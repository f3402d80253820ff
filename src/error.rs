use std::fmt;
use std::io::{Write, stderr};
use std::panic::{self, PanicHookInfo};
use std::path::Path;

use color_eyre::eyre::Result;
use color_eyre::section::PanicMessage;

use tabalign_ui::tui::restore_terminal;

/// Installs color-eyre reports that leave the viewer's screen first.
///
/// When logging is on, panic reports point at the log file.
pub fn install_hooks(log_file: Option<&Path>) -> Result<()> {
    let mut hook_builder = color_eyre::config::HookBuilder::default()
        .display_env_section(false)
        .panic_message(ViewerPanic);
    if let Some(path) = log_file {
        hook_builder = hook_builder.panic_section(format!("Log file: {}", path.display()));
    }
    let (panic_hook, eyre_hook) = hook_builder.into_hooks();
    eyre_hook.install()?;

    panic::set_hook(Box::new(move |panic_info| {
        let _ = restore_terminal();
        let _ = writeln!(stderr(), "{}", panic_hook.panic_report(panic_info));
    }));

    Ok(())
}

struct ViewerPanic;

impl PanicMessage for ViewerPanic {
    fn display(&self, info: &PanicHookInfo<'_>, f: &mut fmt::Formatter<'_>) -> fmt::Result {
        writeln!(f, "tabalign crashed; the terminal has been restored.")?;
        let payload = info
            .payload()
            .downcast_ref::<&str>()
            .copied()
            .or_else(|| info.payload().downcast_ref::<String>().map(String::as_str))
            .unwrap_or("<non-string panic payload>");
        write!(f, "Message:  {payload}")?;
        if let Some(location) = info.location() {
            write!(f, "\nLocation: {location}")?;
        }
        Ok(())
    }
}
use std::fs::OpenOptions;
use std::path::{Path, PathBuf};

use color_eyre::eyre::{Result, WrapErr};
use tracing_appender::non_blocking::WorkerGuard;
use tracing_subscriber::EnvFilter;
use tracing_subscriber::layer::SubscriberExt;
use tracing_subscriber::util::SubscriberInitExt;

pub const LOG_ENV: &str = "TABALIGN_LOG";
pub const LOG_FILE: &str = "tabalign.log";
const DEFAULT_FILTER: &str = "warn";

/// Flushes the log file when dropped; keep it alive for the whole run.
pub struct LogGuard {
    _guard: WorkerGuard,
    pub path: PathBuf,
}

/// Filter from `TABALIGN_LOG`, falling back to `warn` when unset or invalid.
pub fn env_filter() -> EnvFilter {
    EnvFilter::try_from_env(LOG_ENV).unwrap_or_else(|_| EnvFilter::new(DEFAULT_FILTER))
}

/// Logs go to a file; the terminal belongs to the viewer.
pub fn init_file_logging(dir: &Path) -> Result<LogGuard> {
    let path = dir.join(LOG_FILE);
    let file = OpenOptions::new()
        .create(true)
        .append(true)
        .open(&path)
        .wrap_err_with(|| format!("Failed to open log file {}", path.display()))?;

    let (non_blocking, guard) = tracing_appender::non_blocking(file);

    let file_layer = tracing_subscriber::fmt::layer()
        .with_writer(non_blocking)
        .with_ansi(false)
        .with_target(true);

    tracing_subscriber::registry()
        .with(env_filter())
        .with(file_layer)
        .try_init()
        .wrap_err("Failed to install log subscriber")?;

    Ok(LogGuard {
        _guard: guard,
        path,
    })
}
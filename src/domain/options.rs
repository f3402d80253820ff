//! Process-wide alignment settings.
//!
//! Options are resolved and validated once in [`AlignmentOptionsBuilder::build`];
//! an [`AlignmentOptions`] value is immutable afterwards, so the alignment
//! core never sees an out-of-range ratio or a negative padding.

use super::align::{AnchorPolicy, RightJustify};

pub const DEFAULT_LEFT_ALIGN_RATIO: f64 = 0.1;
pub const DEFAULT_RIGHT_ALIGN_RATIO: f64 = 0.5;
pub const DEFAULT_CENTER_ALIGN_RATIO: f64 = 0.5;
pub const DEFAULT_PADDING_PX: f64 = 20.0;

#[derive(Debug, Clone, PartialEq, thiserror::Error)]
pub enum OptionsError {
    #[error("{name} must be within [0, 1], got {value}")]
    RatioOutOfRange { name: &'static str, value: f64 },
    #[error("padding must not be negative, got {0}")]
    NegativePadding(f64),
    #[error("{0} must be a finite number")]
    NotFinite(&'static str),
}

#[derive(Debug, Clone, PartialEq)]
pub struct AlignmentOptions {
    left_align_ratio: f64,
    right_align_ratio: f64,
    center_align_ratio: f64,
    padding_px: f64,
    auto_resize: bool,
    right_justify: RightJustify,
    anchor_policy: AnchorPolicy,
}

impl Default for AlignmentOptions {
    fn default() -> Self {
        Self {
            left_align_ratio: DEFAULT_LEFT_ALIGN_RATIO,
            right_align_ratio: DEFAULT_RIGHT_ALIGN_RATIO,
            center_align_ratio: DEFAULT_CENTER_ALIGN_RATIO,
            padding_px: DEFAULT_PADDING_PX,
            auto_resize: true,
            right_justify: RightJustify::default(),
            anchor_policy: AnchorPolicy::default(),
        }
    }
}

impl AlignmentOptions {
    pub fn builder() -> AlignmentOptionsBuilder {
        AlignmentOptionsBuilder::default()
    }

    pub fn left_align_ratio(&self) -> f64 {
        self.left_align_ratio
    }

    pub fn right_align_ratio(&self) -> f64 {
        self.right_align_ratio
    }

    pub fn center_align_ratio(&self) -> f64 {
        self.center_align_ratio
    }

    /// Extra pixels added to each column's measured content width.
    pub fn padding_px(&self) -> f64 {
        self.padding_px
    }

    pub fn auto_resize(&self) -> bool {
        self.auto_resize
    }

    pub fn right_justify(&self) -> RightJustify {
        self.right_justify
    }

    pub fn anchor_policy(&self) -> AnchorPolicy {
        self.anchor_policy
    }
}

/// Unset fields fall back to the defaults.
#[derive(Debug, Clone, Default)]
pub struct AlignmentOptionsBuilder {
    left_align_ratio: Option<f64>,
    right_align_ratio: Option<f64>,
    center_align_ratio: Option<f64>,
    padding_px: Option<f64>,
    auto_resize: Option<bool>,
    right_justify: Option<RightJustify>,
    anchor_policy: Option<AnchorPolicy>,
}

impl AlignmentOptionsBuilder {
    pub fn left_align_ratio(mut self, ratio: f64) -> Self {
        self.left_align_ratio = Some(ratio);
        self
    }

    pub fn right_align_ratio(mut self, ratio: f64) -> Self {
        self.right_align_ratio = Some(ratio);
        self
    }

    pub fn center_align_ratio(mut self, ratio: f64) -> Self {
        self.center_align_ratio = Some(ratio);
        self
    }

    pub fn padding_px(mut self, padding: f64) -> Self {
        self.padding_px = Some(padding);
        self
    }

    pub fn auto_resize(mut self, enabled: bool) -> Self {
        self.auto_resize = Some(enabled);
        self
    }

    pub fn right_justify(mut self, policy: RightJustify) -> Self {
        self.right_justify = Some(policy);
        self
    }

    pub fn anchor_policy(mut self, policy: AnchorPolicy) -> Self {
        self.anchor_policy = Some(policy);
        self
    }

    pub fn build(self) -> Result<AlignmentOptions, OptionsError> {
        let defaults = AlignmentOptions::default();

        let left_align_ratio = validate_ratio(
            "left_align_ratio",
            self.left_align_ratio.unwrap_or(defaults.left_align_ratio),
        )?;
        let right_align_ratio = validate_ratio(
            "right_align_ratio",
            self.right_align_ratio.unwrap_or(defaults.right_align_ratio),
        )?;
        let center_align_ratio = validate_ratio(
            "center_align_ratio",
            self.center_align_ratio.unwrap_or(defaults.center_align_ratio),
        )?;

        let padding_px = self.padding_px.unwrap_or(defaults.padding_px);
        if !padding_px.is_finite() {
            return Err(OptionsError::NotFinite("padding"));
        }
        if padding_px < 0.0 {
            return Err(OptionsError::NegativePadding(padding_px));
        }

        Ok(AlignmentOptions {
            left_align_ratio,
            right_align_ratio,
            center_align_ratio,
            padding_px,
            auto_resize: self.auto_resize.unwrap_or(defaults.auto_resize),
            right_justify: self.right_justify.unwrap_or(defaults.right_justify),
            anchor_policy: self.anchor_policy.unwrap_or(defaults.anchor_policy),
        })
    }
}

fn validate_ratio(name: &'static str, value: f64) -> Result<f64, OptionsError> {
    if !value.is_finite() {
        return Err(OptionsError::NotFinite(name));
    }
    if !(0.0..=1.0).contains(&value) {
        return Err(OptionsError::RatioOutOfRange { name, value });
    }
    Ok(value)
}
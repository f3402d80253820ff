#[derive(Debug, Clone, PartialEq, Eq, thiserror::Error)]
pub enum AlignError {
    #[error("Table not found: {0}")]
    TargetNotFound(String),
}
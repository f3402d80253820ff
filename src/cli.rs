use std::path::PathBuf;

use clap::Parser;

use tabalign_domain::{AlignMode, ColumnConfig, ColumnConfigs};

/// Ratio-anchored column alignment for CSV tables
#[derive(Parser, Debug)]
#[command(author, version, about, long_about = None)]
pub struct Args {
    /// CSV file to align (tab-separated when it ends in .tsv)
    pub input: PathBuf,

    /// Options file; defaults to the per-user config file
    #[arg(short, long, value_name = "PATH")]
    pub config: Option<PathBuf>,

    /// Column mode, e.g. `--align 2=right`; may be repeated
    #[arg(short, long, value_name = "IDX=MODE", value_parser = parse_align_override)]
    pub align: Vec<(usize, AlignMode)>,

    /// Print the aligned table once instead of opening the viewer
    #[arg(short, long)]
    pub print: bool,

    /// Container width in pixels for --print (default: 80 cells)
    #[arg(short, long, value_name = "PX", value_parser = parse_width)]
    pub width: Option<f64>,
}

impl Args {
    pub fn column_overrides(&self) -> ColumnConfigs {
        self.align
            .iter()
            .map(|&(index, mode)| (index, ColumnConfig::new(mode)))
            .collect()
    }
}

pub fn parse_align_override(value: &str) -> Result<(usize, AlignMode), String> {
    let (index, mode) = value
        .split_once('=')
        .ok_or_else(|| format!("expected IDX=MODE, got '{value}'"))?;
    let index = index
        .trim()
        .parse::<usize>()
        .map_err(|_| format!("invalid column index '{}'", index.trim()))?;
    let mode = mode.parse::<AlignMode>()?;
    Ok((index, mode))
}

pub fn parse_width(value: &str) -> Result<f64, String> {
    let width = value
        .trim()
        .parse::<f64>()
        .map_err(|_| format!("invalid width '{value}'"))?;
    if width.is_finite() && width >= 0.0 {
        Ok(width)
    } else {
        Err(format!("width must be a non-negative number of pixels, got '{value}'"))
    }
}
use serde::{Deserialize, Serialize};
use std::fmt;
use std::str::FromStr;

/// Requested alignment mode for a column
#[derive(Debug, Clone, Copy, PartialEq, Eq, Default, Serialize, Deserialize)]
#[serde(rename_all = "lowercase")]
pub enum AlignMode {
    #[default]
    Left,
    Right,
    Center,
}

impl AlignMode {
    pub fn all_variants() -> &'static [AlignMode] {
        &[AlignMode::Left, AlignMode::Right, AlignMode::Center]
    }

    /// Cycles left -> center -> right -> left.
    pub fn next(self) -> Self {
        match self {
            AlignMode::Left => AlignMode::Center,
            AlignMode::Center => AlignMode::Right,
            AlignMode::Right => AlignMode::Left,
        }
    }
}

impl fmt::Display for AlignMode {
    fn fmt(&self, f: &mut fmt::Formatter<'_>) -> fmt::Result {
        match self {
            AlignMode::Left => write!(f, "left"),
            AlignMode::Right => write!(f, "right"),
            AlignMode::Center => write!(f, "center"),
        }
    }
}

impl FromStr for AlignMode {
    type Err = String;

    fn from_str(s: &str) -> Result<Self, Self::Err> {
        match s.trim().to_lowercase().as_str() {
            "left" => Ok(AlignMode::Left),
            "right" => Ok(AlignMode::Right),
            "center" | "centre" => Ok(AlignMode::Center),
            _ => Err(format!("Unknown align mode: {}", s)),
        }
    }
}

/// Justification written to a cell's style
#[derive(Debug, Clone, Copy, PartialEq, Eq)]
pub enum TextAlign {
    Left,
    Right,
    Center,
}

#[derive(Debug, Clone, Copy, PartialEq, Eq)]
pub enum PaddingSide {
    Left,
    Right,
}

/// What right-mode alignment does with the cell's justification
#[derive(Debug, Clone, Copy, PartialEq, Eq, Default, Serialize, Deserialize)]
#[serde(rename_all = "lowercase")]
pub enum RightJustify {
    /// Justify right-mode cells to the right.
    #[default]
    Right,
    /// Leave whatever justification the cell already has.
    Inherit,
}

/// How the anchor ("longest") cell of a column is chosen
#[derive(Debug, Clone, Copy, PartialEq, Eq, Default, Serialize, Deserialize)]
#[serde(rename_all = "kebab-case")]
pub enum AnchorPolicy {
    /// Most characters wins. The padding math still uses rendered width, so
    /// with proportional fonts this may not be the widest cell.
    #[default]
    CharCount,
    /// Widest rendered width wins.
    RenderedWidth,
}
┄┄┄┄┄┄┄┄┄┄
→ **Directions**
Reproduce every line from the preceding data in which the word "true" can be found.

→ **Answer to the problem**
        .create(true)
        .append(true)
        .with_target(true);
            auto_resize: true,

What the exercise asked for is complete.